Friday, April 13, 2018

A Tree Grows on the South Side of Chicago

The weather has turned warm and it feels more like summer than April. I have enjoyed having my coffee in the yard. Sitting there looking at the orange trees with the last of their fragrant blossom, the row of redwoods that block out the world, the pink azaleas that remind me of a favorite party dress I had when I was thirteen, and all the green in between feels like the perfect moment.

But next week the backdrop will change to what seems to be a week of cool rainy weather in Chicago with the possibility of some snow flurries. I expect that spring will have sprung and there will be violets mixing in with the grass and hopefully the row of lilac bushes I pass on the way to the grocery store will be in bloom. As a side note, before I could post this I got an alert from American Airlines about bad weather and I ended up having to move my trip back a few days.

It will be a writer’s retreat for me. I have to dive into the manuscript I kept putting aside when I got the edits for the next Crochet Mystery. I left all those characters in mid story. In my mind I see them all hanging around the Lodge at Vista Del Mar frozen in time. I have to let them come back to life.

I read something that mentioned A Tree Grows in Brooklyn last week and I decided it was time I finally read it. I’ve seen the movie numerous times and bought a hard bound copy of it a long time ago.

I read differently now. I am into the story, but at the same time always looking at the structure. How does the author tell the story.

Francie’s childhood reminds me of my own in some ways. Hers and mine were light years from the hovering parents of today. My parents both worked and I was pushed to be on my own from a young age. When I was eight, the Chicago Symphony Orchestra put on a concert series for young people. They were on a weekday and we were allowed to leave school early and on our own take the train downtown for the concert.

When I was nine, my girlfriend and I would go downtown alone and go out for lunch. There was a restaurant in Chas A. Stevens called The Circle. They served a price fixe lunch and tea. Lunch as a dollar and afternoon tea was thirty-five cents. Instead of tables, there were seats with a tray attached which could be grouped together. The server would simply put the tray of your lunch on top of it. I remember people commenting on how cute we were, which I couldn’t understand because I thought we were so grown up.
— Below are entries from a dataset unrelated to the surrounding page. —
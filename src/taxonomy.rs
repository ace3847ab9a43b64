use std::collections::{BTreeMap, HashMap};
use std::path::Path;

use serde::{Deserialize, Serialize};

use crate::error::{LedgerError, Result};
use crate::models::TransactionType;

/// Tertiary categories that mark a movement between the user's own accounts.
pub const TRANSFER_CATEGORIES: &[&str] = &["转账", "信用卡还款", "账户互转"];

/// Secondary category assigned to every transfer.
pub const TRANSFER_SECONDARY: &str = "转账";

/// Secondary category used when no mapping was found.
pub const UNMAPPED_SECONDARY: &str = "未分类";

pub const BALANCE_ADJUSTMENT: &str = "余额调整";
pub const INCOME_ADJUSTMENT: &str = "收入调整";
pub const EXPENSE_ADJUSTMENT: &str = "支出调整";
pub const OTHER_INCOME: &str = "其他收入";
pub const OTHER_EXPENSE: &str = "其他支出";

type Entry = (TransactionType, &'static str, &'static str, &'static [&'static str]);

const DEFAULT_TABLE: &[Entry] = &[
    (TransactionType::Expense, "餐饮", "日常餐饮", &["早餐", "午餐", "晚餐", "外卖", "夜宵"]),
    (TransactionType::Expense, "餐饮", "饮品零食", &["咖啡", "奶茶", "零食", "水果"]),
    (TransactionType::Expense, "交通", "公共交通", &["地铁", "公交", "火车", "飞机"]),
    (TransactionType::Expense, "交通", "私家车", &["加油", "停车费", "过路费", "车辆保养"]),
    (TransactionType::Expense, "交通", "打车", &["出租车", "网约车"]),
    (TransactionType::Expense, "居住", "住房", &["房租", "房贷", "物业费"]),
    (TransactionType::Expense, "居住", "生活缴费", &["水电煤", "通讯费", "宽带"]),
    (TransactionType::Expense, "购物", "日用", &["日用品", "超市"]),
    (TransactionType::Expense, "购物", "服饰", &["衣服", "鞋包"]),
    (TransactionType::Expense, "购物", "数码", &["电子产品"]),
    (TransactionType::Expense, "医疗", "医疗保健", &["门诊", "药品", "体检"]),
    (TransactionType::Expense, "保险", "保险保障", &["保险", "医疗保险", "车险"]),
    (TransactionType::Expense, "娱乐", "休闲娱乐", &["电影", "游戏", "旅游", "运动"]),
    (TransactionType::Expense, "教育", "学习", &["书籍", "课程", "培训"]),
    (TransactionType::Expense, OTHER_EXPENSE, BALANCE_ADJUSTMENT, &[EXPENSE_ADJUSTMENT]),
    (TransactionType::Expense, OTHER_EXPENSE, "杂项", &["手续费", "其他"]),
    (TransactionType::Income, "工资收入", "工资", &["工资", "奖金", "加班费"]),
    (TransactionType::Income, "投资收益", "理财", &["利息", "基金", "股票", "分红"]),
    (TransactionType::Income, "兼职收入", "副业", &["兼职", "稿费", "咨询"]),
    (TransactionType::Income, OTHER_INCOME, BALANCE_ADJUSTMENT, &[INCOME_ADJUSTMENT]),
    (TransactionType::Income, OTHER_INCOME, "杂项收入", &["红包", "退款", "报销", "其他收入"]),
];

/// primary -> secondary -> tertiaries, as stored on disk.
pub type CategoryTree = BTreeMap<String, BTreeMap<String, Vec<String>>>;

#[derive(Debug, Clone, Default, Serialize, Deserialize)]
pub struct TaxonomyFile {
    #[serde(default)]
    pub income: CategoryTree,
    #[serde(default)]
    pub expense: CategoryTree,
}

/// Resolved position of a category inside the taxonomy.
#[derive(Debug, Clone, PartialEq, Eq)]
pub struct Mapping {
    pub secondary: String,
    pub tertiary: String,
}

#[derive(Debug, Clone)]
struct Node {
    primary: String,
    secondary: String,
    tertiaries: Vec<String>,
}

/// Immutable three-level category lookup, built once and shared by reference.
#[derive(Debug, Clone)]
pub struct CategoryTaxonomy {
    nodes: Vec<(TransactionType, Node)>,
    by_tertiary: HashMap<(TransactionType, String), Vec<usize>>,
    by_secondary: HashMap<(TransactionType, String), Vec<usize>>,
}

impl CategoryTaxonomy {
    pub fn builtin() -> Self {
        Self::from_nodes(DEFAULT_TABLE.iter().map(|(ty, p, s, ts)| {
            (
                *ty,
                Node {
                    primary: p.to_string(),
                    secondary: s.to_string(),
                    tertiaries: ts.iter().map(|t| t.to_string()).collect(),
                },
            )
        }))
    }

    pub fn from_file(file: TaxonomyFile) -> Result<Self> {
        let mut nodes = Vec::new();
        for (ty, tree) in [
            (TransactionType::Income, file.income),
            (TransactionType::Expense, file.expense),
        ] {
            for (primary, secondaries) in tree {
                for (secondary, tertiaries) in secondaries {
                    if tertiaries.is_empty() {
                        return Err(LedgerError::Taxonomy(format!(
                            "secondary category '{secondary}' under '{primary}' has no tertiary categories"
                        )));
                    }
                    nodes.push((
                        ty,
                        Node {
                            primary: primary.clone(),
                            secondary,
                            tertiaries,
                        },
                    ));
                }
            }
        }
        if nodes.is_empty() {
            return Err(LedgerError::Taxonomy("taxonomy defines no categories".to_string()));
        }
        Ok(Self::from_nodes(nodes))
    }

    pub fn from_json(json: &str) -> Result<Self> {
        Self::from_file(serde_json::from_str(json)?)
    }

    pub fn load(path: &Path) -> Result<Self> {
        let content = std::fs::read_to_string(path)?;
        Self::from_json(&content)
    }

    fn from_nodes(nodes: impl IntoIterator<Item = (TransactionType, Node)>) -> Self {
        let nodes: Vec<_> = nodes.into_iter().collect();
        let mut by_tertiary: HashMap<_, Vec<usize>> = HashMap::new();
        let mut by_secondary: HashMap<_, Vec<usize>> = HashMap::new();
        for (i, (ty, node)) in nodes.iter().enumerate() {
            by_secondary.entry((*ty, node.secondary.clone())).or_default().push(i);
            for t in &node.tertiaries {
                by_tertiary.entry((*ty, t.clone())).or_default().push(i);
            }
        }
        Self {
            nodes,
            by_tertiary,
            by_secondary,
        }
    }

    /// Prefer a node under `primary`; otherwise take the first candidate.
    fn pick(&self, candidates: Option<&Vec<usize>>, primary: &str) -> Option<&Node> {
        let candidates = candidates?;
        candidates
            .iter()
            .map(|&i| &self.nodes[i].1)
            .find(|n| n.primary == primary)
            .or_else(|| candidates.first().map(|&i| &self.nodes[i].1))
    }

    /// Find the secondary category that owns `tertiary`.
    pub fn secondary_for(&self, ty: TransactionType, primary: &str, tertiary: &str) -> Option<&str> {
        self.pick(self.by_tertiary.get(&(ty, tertiary.to_string())), primary)
            .map(|n| n.secondary.as_str())
    }

    /// Treat `name` as a secondary category and return its first tertiary.
    pub fn first_tertiary_of(&self, ty: TransactionType, primary: &str, name: &str) -> Option<&str> {
        self.pick(self.by_secondary.get(&(ty, name.to_string())), primary)
            .and_then(|n| n.tertiaries.first())
            .map(String::as_str)
    }

    /// Resolve a supplied tertiary value: first as a tertiary, then as a
    /// mislabelled secondary.
    pub fn resolve(&self, ty: TransactionType, primary: &str, value: &str) -> Option<Mapping> {
        if let Some(secondary) = self.secondary_for(ty, primary, value) {
            return Some(Mapping {
                secondary: secondary.to_string(),
                tertiary: value.to_string(),
            });
        }
        self.first_tertiary_of(ty, primary, value).map(|t| Mapping {
            secondary: value.to_string(),
            tertiary: t.to_string(),
        })
    }

    pub fn to_file(&self) -> TaxonomyFile {
        let mut file = TaxonomyFile::default();
        for (ty, node) in &self.nodes {
            let tree = match ty {
                TransactionType::Income => &mut file.income,
                _ => &mut file.expense,
            };
            tree.entry(node.primary.clone())
                .or_default()
                .insert(node.secondary.clone(), node.tertiaries.clone());
        }
        file
    }
}

impl Default for CategoryTaxonomy {
    fn default() -> Self {
        Self::builtin()
    }
}

pub fn is_transfer_category(tertiary: &str) -> bool {
    TRANSFER_CATEGORIES.contains(&tertiary)
}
I got my first job when I was eleven. Someone had posted a sign in the grocery store about needing a full time baby sitter. It was summer and I went to meet the people on my own. And they hired me. For a week from eight to five I took care of a two year old. I changed his diapers, fed him, took him out for a walk and played with him. My pay for the week was ten dollars which I figured out was like twenty cents an hour. At the end of the week, I asked for a raise. They said no and that was the end of my job.

By the time I was thirteen I was babysitting all the time. In the summer I had a volunteer job riding around in a truck called the Craftmobile. There were no seat belts or even seats, we all just rode loose in the truck. We stopped at playgrounds and set up tables and chairs and did crafts with the kids. The rest of day I baby sat. By then, I already knew that anything I really wanted I was going to have to get on my own. It was probably the best lesson I ever learned.


Linda O. Johnston said...

Your memories sound wonderful! Not sure you'd enjoy it, but we went to see the movie Rampage last night and--well, a lot of that rampage takes place in Chicago.

Betty Hechtman said...

Linda, I didn't realize Rampage took place in Chicago. All I noticed on the commercials was the Rock and what seemed like King Kong.